//! Handlers for the `/auctions` endpoint group

use crate::api::envelope::{ApiResponse, HandlerResult, Pagination};
use crate::auth::Actor;
use crate::error::AppError;
use crate::models::{Auction, AuctionStatus, Bid};
use crate::repositories::{AuctionFilter, AuctionSort, Page, PageRequest};
use crate::services::auctions::{BulkAction, BulkOutcome, CreateAuction, UpdateAuction};
use crate::services::bidding::BidRequest;
use crate::AppState;
use axum::extract::{Path, Query, State};
use axum::Json;
use rust_decimal::Decimal;
use serde::{Deserialize, Serialize};
use uuid::Uuid;

/// Query parameters for auction listings
#[derive(Debug, Deserialize, Default)]
#[serde(rename_all = "camelCase")]
pub struct ListQuery {
    pub status: Option<String>,
    pub shop_id: Option<Uuid>,
    pub seller_id: Option<Uuid>,
    pub search: Option<String>,
    pub featured: Option<bool>,
    pub sort: Option<String>,
    pub sort_order: Option<String>,
    pub limit: Option<usize>,
    pub start_after: Option<Uuid>,
}

impl ListQuery {
    fn filter(&self) -> Result<AuctionFilter, AppError> {
        let status = match &self.status {
            Some(s) => Some(AuctionStatus::from_str(s).map_err(AppError::Validation)?),
            None => None,
        };
        Ok(AuctionFilter {
            status,
            shop_id: self.shop_id,
            seller_id: self.seller_id,
            search: self.search.clone(),
            featured: self.featured,
            sort: self
                .sort
                .as_deref()
                .and_then(AuctionSort::from_str)
                .unwrap_or_default(),
            descending: self.sort_order.as_deref() == Some("desc"),
        })
    }

    fn page(&self) -> PageRequest {
        PageRequest {
            limit: self.limit.unwrap_or(0),
            start_after: self.start_after,
        }
    }
}

fn paginated<T>(page: Page<T>) -> ApiResponse<Vec<T>> {
    let pagination = Pagination {
        next_cursor: page.next_cursor,
        has_more: page.has_more,
        total: None,
        page: None,
        page_size: None,
    };
    ApiResponse::ok_paginated(page.items, pagination)
}

/// GET /auctions
pub async fn list(
    State(state): State<AppState>,
    Query(query): Query<ListQuery>,
) -> HandlerResult<Vec<Auction>> {
    let filter = query.filter()?;
    let page = state.auction_service.list(&filter, &query.page()).await;
    Ok(paginated(page))
}

/// GET /auctions/{id or slug}
pub async fn get(
    State(state): State<AppState>,
    Path(key): Path<String>,
) -> HandlerResult<Auction> {
    let auction = state.auction_service.get(&key).await?;
    Ok(ApiResponse::ok(auction))
}

/// POST /auctions
pub async fn create(
    State(state): State<AppState>,
    actor: Actor,
    Json(input): Json<CreateAuction>,
) -> HandlerResult<Auction> {
    let auction = state.auction_service.create(actor, input).await?;
    Ok(ApiResponse::ok(auction))
}

/// PUT /auctions/{id}
pub async fn update(
    State(state): State<AppState>,
    actor: Actor,
    Path(id): Path<Uuid>,
    Json(input): Json<UpdateAuction>,
) -> HandlerResult<Auction> {
    let auction = state.auction_service.update(actor, id, input).await?;
    Ok(ApiResponse::ok(auction))
}

/// DELETE /auctions/{id}
pub async fn delete(
    State(state): State<AppState>,
    actor: Actor,
    Path(id): Path<Uuid>,
) -> HandlerResult<()> {
    state.auction_service.delete(actor, id).await?;
    Ok(ApiResponse::ok(()))
}

/// Body for POST /auctions/{id}/bid
#[derive(Debug, Serialize, Deserialize)]
#[serde(rename_all = "camelCase")]
pub struct PlaceBidBody {
    pub amount: Decimal,
    #[serde(default)]
    pub is_auto_bid: bool,
    pub max_auto_bid_amount: Option<Decimal>,
}

/// POST /auctions/{id}/bid
pub async fn place_bid(
    State(state): State<AppState>,
    actor: Actor,
    Path(id): Path<Uuid>,
    Json(body): Json<PlaceBidBody>,
) -> HandlerResult<Bid> {
    let request = BidRequest {
        user_id: actor.user_id,
        amount: body.amount,
        is_auto_bid: body.is_auto_bid,
        max_auto_bid_amount: body.max_auto_bid_amount,
    };
    let bid = state.bidding_service.place_bid(id, request).await?;
    Ok(ApiResponse::ok(bid))
}

/// Query parameters for bid history
#[derive(Debug, Deserialize, Default)]
#[serde(rename_all = "camelCase")]
pub struct BidsQuery {
    pub limit: Option<usize>,
    pub start_after: Option<Uuid>,
    pub sort_order: Option<String>,
}

/// GET /auctions/{id}/bids
pub async fn bids(
    State(state): State<AppState>,
    Path(id): Path<Uuid>,
    Query(query): Query<BidsQuery>,
) -> HandlerResult<Vec<Bid>> {
    let page = PageRequest {
        limit: query.limit.unwrap_or(0),
        start_after: query.start_after,
    };
    let oldest_first = query.sort_order.as_deref() == Some("asc");
    let bids = state.auction_service.get_bids(id, &page, oldest_first).await?;
    Ok(paginated(bids))
}

/// Response for POST /auctions/{id}/watch
#[derive(Debug, Serialize, Deserialize)]
#[serde(rename_all = "camelCase")]
pub struct WatchResponse {
    pub watching: bool,
}

/// POST /auctions/{id}/watch
pub async fn toggle_watch(
    State(state): State<AppState>,
    actor: Actor,
    Path(id): Path<Uuid>,
) -> HandlerResult<WatchResponse> {
    let watching = state.auction_service.toggle_watch(actor.user_id, id).await?;
    Ok(ApiResponse::ok(WatchResponse { watching }))
}

/// Body for POST /auctions/bulk
#[derive(Debug, Serialize, Deserialize)]
#[serde(rename_all = "camelCase")]
pub struct BulkBody {
    pub action: BulkAction,
    pub ids: Vec<Uuid>,
    pub updates: Option<UpdateAuction>,
}

/// Bulk results wrapper (`data.results` on the wire)
#[derive(Debug, Serialize, Deserialize)]
#[serde(rename_all = "camelCase")]
pub struct BulkResponse {
    pub results: BulkOutcome,
}

/// POST /auctions/bulk
pub async fn bulk(
    State(state): State<AppState>,
    actor: Actor,
    Json(body): Json<BulkBody>,
) -> HandlerResult<BulkResponse> {
    let results = state
        .auction_service
        .bulk(actor, body.action, &body.ids, body.updates)
        .await;
    Ok(ApiResponse::ok(BulkResponse { results }))
}

/// Body for POST /auctions/batch
#[derive(Debug, Serialize, Deserialize)]
#[serde(rename_all = "camelCase")]
pub struct BatchBody {
    pub ids: Option<Vec<Uuid>>,
}

/// POST /auctions/batch
pub async fn batch(
    State(state): State<AppState>,
    Json(body): Json<BatchBody>,
) -> HandlerResult<Vec<Auction>> {
    let ids = body.ids.unwrap_or_default();
    let auctions = state.auction_service.get_by_ids(&ids).await;
    Ok(ApiResponse::ok(auctions))
}

/// Query parameter for capped view endpoints
#[derive(Debug, Deserialize, Default)]
pub struct LimitQuery {
    pub limit: Option<usize>,
}

/// GET /auctions/featured
pub async fn featured(
    State(state): State<AppState>,
    Query(query): Query<LimitQuery>,
) -> HandlerResult<Vec<Auction>> {
    let items = state
        .auction_service
        .get_featured(query.limit.unwrap_or(20))
        .await;
    Ok(ApiResponse::ok(items))
}

/// GET /auctions/live
pub async fn live(
    State(state): State<AppState>,
    Query(query): Query<LimitQuery>,
) -> HandlerResult<Vec<Auction>> {
    let items = state.auction_service.get_live(query.limit.unwrap_or(20)).await;
    Ok(ApiResponse::ok(items))
}

/// GET /auctions/homepage
pub async fn homepage(
    State(state): State<AppState>,
    Query(query): Query<LimitQuery>,
) -> HandlerResult<Vec<Auction>> {
    let items = state
        .auction_service
        .get_homepage(query.limit.unwrap_or(20))
        .await;
    Ok(ApiResponse::ok(items))
}

/// GET /auctions/{id}/similar
pub async fn similar(
    State(state): State<AppState>,
    Path(id): Path<Uuid>,
    Query(query): Query<LimitQuery>,
) -> HandlerResult<Vec<Auction>> {
    let items = state
        .auction_service
        .get_similar(id, query.limit.unwrap_or(8))
        .await?;
    Ok(ApiResponse::ok(items))
}

/// GET /sellers/{id}/auctions
pub async fn seller_auctions(
    State(state): State<AppState>,
    Path(id): Path<Uuid>,
    Query(query): Query<ListQuery>,
) -> HandlerResult<Vec<Auction>> {
    let page = state
        .auction_service
        .get_seller_auctions(id, &query.page())
        .await;
    Ok(paginated(page))
}

/// GET /users/me/bids
pub async fn my_bids(State(state): State<AppState>, actor: Actor) -> HandlerResult<Vec<Bid>> {
    let bids = state.auction_service.get_my_bids(actor.user_id).await;
    Ok(ApiResponse::ok(bids))
}

/// GET /users/me/watchlist
pub async fn watchlist(State(state): State<AppState>, actor: Actor) -> HandlerResult<Vec<Auction>> {
    let items = state.auction_service.get_watchlist(actor.user_id).await?;
    Ok(ApiResponse::ok(items))
}

/// GET /users/me/won
pub async fn won(State(state): State<AppState>, actor: Actor) -> HandlerResult<Vec<Auction>> {
    let items = state.auction_service.get_won_auctions(actor.user_id).await;
    Ok(ApiResponse::ok(items))
}

/// Body for POST /auctions/{id}/feature
#[derive(Debug, Serialize, Deserialize)]
#[serde(rename_all = "camelCase")]
pub struct FeatureBody {
    pub featured: bool,
    #[serde(default)]
    pub priority: i32,
}

/// POST /auctions/{id}/feature
pub async fn set_featured(
    State(state): State<AppState>,
    actor: Actor,
    Path(id): Path<Uuid>,
    Json(body): Json<FeatureBody>,
) -> HandlerResult<Auction> {
    let auction = state
        .auction_service
        .set_featured(actor, id, body.featured, body.priority)
        .await?;
    Ok(ApiResponse::ok(auction))
}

* Required action *
Copy out the lines above that hold the string "AppError".

* Answer area *
use crate::error::AppError;
    fn filter(&self) -> Result<AuctionFilter, AppError> {
            Some(s) => Some(AuctionStatus::from_str(s).map_err(AppError::Validation)?),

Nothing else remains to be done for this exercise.